═════ Study material ═════

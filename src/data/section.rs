//! Sections: contiguous runs of cells or boundary faces of one element kind.
//!
//! A cell [`Section`] is the unit of field I/O. It covers the elements
//! `[head, tail)` of one mesh section and the matching contiguous LocalId run
//! starting at `first`, and keeps one array per field, `fields[i_field][i_cell]`.

use crate::data::Scalar;
use crate::topology::element::ElementKind;
use crate::topology::ids::{FaceId, LocalId};
use std::ops::Range;

/// Cells `[head, tail)` of mesh section `(zone, section)`.
#[derive(Clone, Debug, PartialEq)]
pub struct Section<T> {
    pub zone: usize,
    pub section: usize,
    pub name: String,
    pub kind: ElementKind,
    pub head: u64,
    pub tail: u64,
    first: LocalId,
    fields: Vec<Vec<T>>,
}

impl<T: Scalar> Section<T> {
    #[allow(clippy::too_many_arguments)]
    pub fn new(
        zone: usize,
        section: usize,
        name: String,
        kind: ElementKind,
        head: u64,
        tail: u64,
        first: LocalId,
        n_fields: usize,
    ) -> Self {
        let n = (tail - head) as usize;
        Self {
            zone,
            section,
            name,
            kind,
            head,
            tail,
            first,
            fields: vec![vec![T::default(); n]; n_fields],
        }
    }

    #[inline]
    pub fn count_cells(&self) -> usize {
        (self.tail - self.head) as usize
    }

    /// LocalIds covered by this section.
    #[inline]
    pub fn local_range(&self) -> Range<usize> {
        self.first.get()..self.first.get() + self.count_cells()
    }

    #[inline]
    pub fn contains(&self, id: LocalId) -> bool {
        self.local_range().contains(&id.get())
    }

    /// LocalId of mesh element `element`.
    #[inline]
    pub fn local_id(&self, element: u64) -> LocalId {
        LocalId::new(self.first.get() + (element - self.head) as usize)
    }

    pub fn local_ids(&self) -> impl Iterator<Item = LocalId> {
        self.local_range().map(LocalId::new)
    }

    #[inline]
    pub fn count_fields(&self) -> usize {
        self.fields.len()
    }

    /// Field `i_field`, ordered by LocalId.
    pub fn field(&self, i_field: usize) -> &[T] {
        &self.fields[i_field]
    }

    pub fn field_mut(&mut self, i_field: usize) -> &mut [T] {
        &mut self.fields[i_field]
    }

    pub fn fields(&self) -> &[Vec<T>] {
        &self.fields
    }
}

/// Boundary faces `[head, tail)` of a named mesh section.
#[derive(Clone, Debug, PartialEq, Eq)]
pub struct BoundarySection {
    pub zone: usize,
    pub section: usize,
    pub name: String,
    pub kind: ElementKind,
    pub head: u64,
    pub tail: u64,
    pub faces: Vec<FaceId>,
}

impl BoundarySection {
    pub fn count_faces(&self) -> usize {
        self.faces.len()
    }
}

═════

Task item:
All lines from the one containing "pub fn local_id(&self, element: u64)" through the final line of the listing above are to be reproduced exactly; include both and add nothing.

Response area:
    pub fn local_id(&self, element: u64) -> LocalId {
        LocalId::new(self.first.get() + (element - self.head) as usize)
    }

    pub fn local_ids(&self) -> impl Iterator<Item = LocalId> {
        self.local_range().map(LocalId::new)
    }

    #[inline]
    pub fn count_fields(&self) -> usize {
        self.fields.len()
    }

    /// Field `i_field`, ordered by LocalId.
    pub fn field(&self, i_field: usize) -> &[T] {
        &self.fields[i_field]
    }

    pub fn field_mut(&mut self, i_field: usize) -> &mut [T] {
        &mut self.fields[i_field]
    }

    pub fn fields(&self) -> &[Vec<T>] {
        &self.fields
    }
}

/// Boundary faces `[head, tail)` of a named mesh section.
#[derive(Clone, Debug, PartialEq, Eq)]
pub struct BoundarySection {
    pub zone: usize,
    pub section: usize,
    pub name: String,
    pub kind: ElementKind,
    pub head: u64,
    pub tail: u64,
    pub faces: Vec<FaceId>,
}

impl BoundarySection {
    pub fn count_faces(&self) -> usize {
        self.faces.len()
    }
}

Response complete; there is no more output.